Folha de S. Paulo


Quando a emenda é pior que o soneto

Eis uma ideia inusitada: e se o tratamento para doenças neuromusculares for... remover massa muscular?

Acabo de visitar o laboratório de Jeff Lichtman, pesquisador de Harvard e especialista na formação e funcionamento das sinapses superespecializadas entre os neurônios motores da medula espinhal e as fibras musculares que eles controlam.

Cada músculo pode ser formado por milhares ou mesmo milhões dessas fibras, mas cada uma delas tem uma peculiaridade: é controlada por um, e somente um, neurônio motor, que forma uma, e somente uma, sinapse com aquela fibra. Uma sinapse gigantesca, por sinal.

Por outro lado, cada neurônio motor pode controlar mais de uma fibra muscular. Neurônios motores que controlam várias fibras ficam com o corpo da célula enorme, sinal de que precisam fabricar muita proteína para manter tantas sinapses gigantes.
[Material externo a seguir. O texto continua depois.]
//! Server module for managing HTTP server lifecycle
//!
//! This module handles server initialization, startup, and graceful shutdown.

use crate::api::routes::create_router;
use crate::config::{Environment, Settings};
use crate::repositories::Repositories;
use crate::state::AppState;
use tokio::net::TcpListener;
use tokio::signal;

/// HTTP server manager
pub struct Server {
    settings: Settings,
    environment: Environment,
}

impl Server {
    /// Create a new server with the given settings
    pub fn new(settings: Settings, environment: Environment) -> Self {
        Self {
            settings,
            environment,
        }
    }

    /// Start the server and run until shutdown signal
    ///
    /// This method:
    /// 1. Logs startup information
    /// 2. Builds the user store, seeding it when configured
    /// 3. Creates application state and the router
    /// 4. Binds to configured address
    /// 5. Starts the HTTP server with graceful shutdown
    ///
    /// # Errors
    /// - Store seeding errors
    /// - Address binding errors
    /// - Server runtime errors
    pub async fn run(self) -> anyhow::Result<()> {
        tracing::info!(
            app_name = %self.settings.application.name,
            app_version = %self.settings.application.version,
            environment = %self.environment.as_str(),
            "Application starting"
        );

        tracing::info!(
            host = %self.settings.server.host,
            port = %self.settings.server.port,
            openapi_enabled = self.settings.server.openapi_enabled,
            "Server configuration loaded"
        );

        tracing::info!(
            level = %self.settings.logger.level,
            console_enabled = self.settings.logger.console.enabled,
            file_enabled = self.settings.logger.file.enabled,
            "Logger configuration loaded"
        );

        let repos = Repositories::in_memory(&self.settings.store)?;
        let state = AppState::new(repos);
        tracing::info!(
            seeded = self.settings.store.seed_sample_data,
            "User store initialized"
        );

        let router = create_router(state, &self.settings.server);

        let address = self.settings.server.address();
        let listener = TcpListener::bind(&address).await.map_err(|e| {
            tracing::error!(error = %e, address = %address, "Failed to bind to address");
            anyhow::anyhow!("Failed to bind to {}: {}", address, e)
        })?;

        tracing::info!(address = %address, "Server listening");

        axum::serve(listener, router)
            .with_graceful_shutdown(shutdown_signal())
            .await?;

        tracing::info!("Server shutdown complete");

        Ok(())
    }
}

/// Waits for a shutdown signal (Ctrl+C or SIGTERM).
///
/// A signal whose handler cannot be installed is logged and never fires.
async fn shutdown_signal() {
    let ctrl_c = async {
        if let Err(e) = signal::ctrl_c().await {
            tracing::error!(error = %e, "Failed to install Ctrl+C handler");
            std::future::pending::<()>().await;
        }
    };

    #[cfg(unix)]
    let terminate = async {
        match signal::unix::signal(signal::unix::SignalKind::terminate()) {
            Ok(mut sigterm) => {
                sigterm.recv().await;
            }
            Err(e) => {
                tracing::error!(error = %e, "Failed to install SIGTERM handler");
                std::future::pending::<()>().await;
            }
        }
    };

    #[cfg(not(unix))]
    let terminate = std::future::pending::<()>();

    tokio::select! {
        _ = ctrl_c => {
            tracing::info!("Received Ctrl+C, initiating graceful shutdown");
        }
        _ = terminate => {
            tracing::info!("Received SIGTERM, initiating graceful shutdown");
        }
    }
}
use async_trait::async_trait;
use serde::Deserialize;
use tokio_util::sync::CancellationToken;
use utoipa::ToSchema;
use validator::Validate;

use crate::error::AppResult;
use crate::models::{ContactDetail, NewUser};
use crate::pipeline::{
    FieldRules, LoggingBehaviour, Pipeline, Request, RequestHandler, ValidationBehaviour,
};
use crate::services::UserService;
use crate::users::dto::UserDto;
use crate::users::rules::not_blank;

/// Create a user with its contact detail.
#[derive(Debug, Clone, Deserialize, ToSchema, Validate)]
#[serde(rename_all = "camelCase")]
pub struct CreateUser {
    #[serde(default)]
    #[validate(custom(function = "not_blank", message = "'Given Names' must not be empty."))]
    #[schema(example = "Ada")]
    pub given_names: String,

    #[serde(default)]
    #[validate(custom(function = "not_blank", message = "'Last Name' must not be empty."))]
    #[schema(example = "Lovelace")]
    pub last_name: String,

    #[serde(default)]
    #[validate(custom(function = "not_blank", message = "'Email Address' must not be empty."))]
    #[schema(example = "ada@example.com")]
    pub email_address: String,

    #[serde(default)]
    #[validate(custom(function = "not_blank", message = "'Mobile Number' must not be empty."))]
    #[schema(example = "+44 7700 900001")]
    pub mobile_number: String,
}

impl CreateUser {
    pub fn into_new_user(self) -> NewUser {
        NewUser {
            given_names: self.given_names,
            last_name: self.last_name,
            contact_detail: ContactDetail {
                email_address: self.email_address,
                mobile_number: self.mobile_number,
            },
        }
    }
}

impl Request for CreateUser {
    type Response = UserDto;
    const NAME: &'static str = "CreateUser";
}

pub struct CreateUserHandler {
    users: UserService,
}

impl CreateUserHandler {
    pub fn new(users: UserService) -> Self {
        Self { users }
    }
}

#[async_trait]
impl RequestHandler<CreateUser> for CreateUserHandler {
    async fn handle(&self, request: CreateUser, cancel: &CancellationToken) -> AppResult<UserDto> {
        let user = self.users.add(request.into_new_user(), cancel).await?;
        tracing::info!(user_id = user.id, "User created");
        Ok(user.into())
    }
}

pub(crate) fn pipeline(users: &UserService) -> Pipeline<CreateUser> {
    Pipeline::new(CreateUserHandler::new(users.clone()))
        .with_behaviour(LoggingBehaviour)
        .with_behaviour(ValidationBehaviour::new().with(FieldRules))
}

#[cfg(test)]
mod tests {
    use super::*;
    use crate::error::AppError;
    use crate::users::test_support::service_with;

    fn create_request() -> CreateUser {
        CreateUser {
            given_names: "Ada".to_string(),
            last_name: "Lovelace".to_string(),
            email_address: "ada@example.com".to_string(),
            mobile_number: "+44 7700 900001".to_string(),
        }
    }

    #[tokio::test]
    async fn test_create_then_get_returns_same_fields() {
        let users = service_with(2);
        let cancel = CancellationToken::new();

        let created = pipeline(&users).send(create_request(), &cancel).await.unwrap();
        assert_eq!(created.user_id, 3);

        let stored = users.get(created.user_id, &cancel).await.unwrap().unwrap();
        assert_eq!(UserDto::from(stored), created);
        assert_eq!(created.given_names, "Ada");
        assert_eq!(created.mobile_number, "+44 7700 900001");
    }

    #[tokio::test]
    async fn test_each_empty_field_is_named_and_nothing_persisted() {
        type Blank = fn(&mut CreateUser);
        let cases: [(&str, Blank); 4] = [
            ("givenNames", |r| r.given_names.clear()),
            ("lastName", |r| r.last_name = "   ".to_string()),
            ("emailAddress", |r| r.email_address.clear()),
            ("mobileNumber", |r| r.mobile_number.clear()),
        ];

        for (field, blank) in cases {
            let users = service_with(0);
            let cancel = CancellationToken::new();
            let mut request = create_request();
            blank(&mut request);

            match pipeline(&users).send(request, &cancel).await.unwrap_err() {
                AppError::Validation { errors } => {
                    assert_eq!(errors.len(), 1, "field {field}");
                    assert_eq!(errors[0].field, field);
                }
                other => panic!("Expected Validation for {field}, got {:?}", other),
            }
            assert_eq!(users.count(&cancel).await.unwrap(), 0);
        }
    }

    #[test]
    fn test_deserialize_camel_case_body() {
        let request: CreateUser = serde_json::from_str(
            r#"{"givenNames":"Ada","lastName":"Lovelace","emailAddress":"a@b.c","mobileNumber":"1"}"#,
        )
        .unwrap();
        assert_eq!(request.into_new_user().contact_detail.email_address, "a@b.c");
    }

    #[tokio::test]
    async fn test_omitted_field_reaches_validation() {
        let request: CreateUser = serde_json::from_str(
            r#"{"givenNames":"Ada","lastName":"Lovelace","mobileNumber":"1"}"#,
        )
        .unwrap();
        assert!(request.email_address.is_empty());

        let users = service_with(0);
        match pipeline(&users).send(request, &CancellationToken::new()).await.unwrap_err() {
            AppError::Validation { errors } => {
                assert_eq!(errors.len(), 1);
                assert_eq!(errors[0].field, "emailAddress");
                assert_eq!(errors[0].message, "'Email Address' must not be empty.");
            }
            other => panic!("Expected Validation, got {:?}", other),
        }
    }
}
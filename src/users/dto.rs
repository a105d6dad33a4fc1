//! Output shapes returned by the user use cases.

use serde::{Deserialize, Serialize};
use utoipa::ToSchema;

use crate::models::User;

/// Flattened, read-only view of a user and its contact detail.
#[derive(Debug, Clone, PartialEq, Eq, Serialize, Deserialize, ToSchema)]
#[serde(rename_all = "camelCase")]
pub struct UserDto {
    #[schema(example = 1)]
    pub user_id: i32,
    #[schema(example = "Ada")]
    pub given_names: String,
    #[schema(example = "Lovelace")]
    pub last_name: String,
    #[schema(example = "ada@example.com")]
    pub email_address: String,
    #[schema(example = "+44 7700 900001")]
    pub mobile_number: String,
}

impl From<User> for UserDto {
    fn from(user: User) -> Self {
        Self {
            user_id: user.id,
            given_names: user.given_names,
            last_name: user.last_name,
            email_address: user.contact_detail.email_address,
            mobile_number: user.contact_detail.mobile_number,
        }
    }
}

/// One page of results.
#[derive(Debug, Clone, PartialEq, Eq, Serialize, Deserialize, ToSchema)]
#[serde(rename_all = "camelCase")]
pub struct PaginatedDto<T> {
    pub data: Vec<T>,
    /// True when a later page holds more items
    pub has_next_page: bool,
}

#[cfg(test)]
mod tests {
    use super::*;
    use crate::models::ContactDetail;

    #[test]
    fn test_user_dto_wire_shape() {
        let user = User {
            id: 3,
            given_names: "Grace".to_string(),
            last_name: "Hopper".to_string(),
            contact_detail: ContactDetail {
                email_address: "grace@example.com".to_string(),
                mobile_number: "555-0103".to_string(),
            },
        };

        let json = serde_json::to_value(UserDto::from(user)).unwrap();
        assert_eq!(
            json,
            serde_json::json!({
                "userId": 3,
                "givenNames": "Grace",
                "lastName": "Hopper",
                "emailAddress": "grace@example.com",
                "mobileNumber": "555-0103"
            })
        );
    }

    #[test]
    fn test_paginated_dto_wire_shape() {
        let page = PaginatedDto::<i32> {
            data: vec![1, 2],
            has_next_page: true,
        };
        assert_eq!(
            serde_json::to_value(page).unwrap(),
            serde_json::json!({ "data": [1, 2], "hasNextPage": true })
        );
    }
}
mod user;

pub use user::{ContactDetail, NewUser, User};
Controlar várias fibras ao mesmo tempo é um esforço para o neurônio e, com a idade, alguns neurônios motores começam a morrer, deixando fibras musculares temporariamente sem controle. Mas não por muito tempo: os neurônios sobreviventes estendem novos ramos, competem pelo controle da fibra, a um deles acaba acrescentando-a ao seu domínio.

Apesar do esforço, essa ampliação do domínio de um neurônio motor no envelhecimento normal não parece ser muito problemática (e exercício e ingestão de menos calorias, as duas receitas comprovadas para aumentar a longevidade, ajudam a manter o sistema saudável).

Mas em doenças como a esclerose lateral amiotrófica, tantos neurônios motores morrem que os que sobrevivem chegam a aumentar seus domínios para até nove vezes mais fibras musculares. No entanto, apenas metade delas são funcionais, com maquinaria sináptica suficiente para provocar contração muscular efetiva. Isto é um sinal de que o número de sinapses ultrapassou o que o neurônio consegue controlar. Resultado: ainda mais neurônios morrem, por causa do esforço. O "jeitinho" dado pelos neurônios restantes sai pior que o soneto, e a doença se agrava.

Donde a ideia inusitada de Lichtman: talvez a maneira de retardar a perda de neurônios seja... eliminar as fibras musculares cujos neurônios morreram. É o contrário do que os pacientes gostariam de ouvir, mas é tão biologicamente razoável que provavelmente vai funcionar.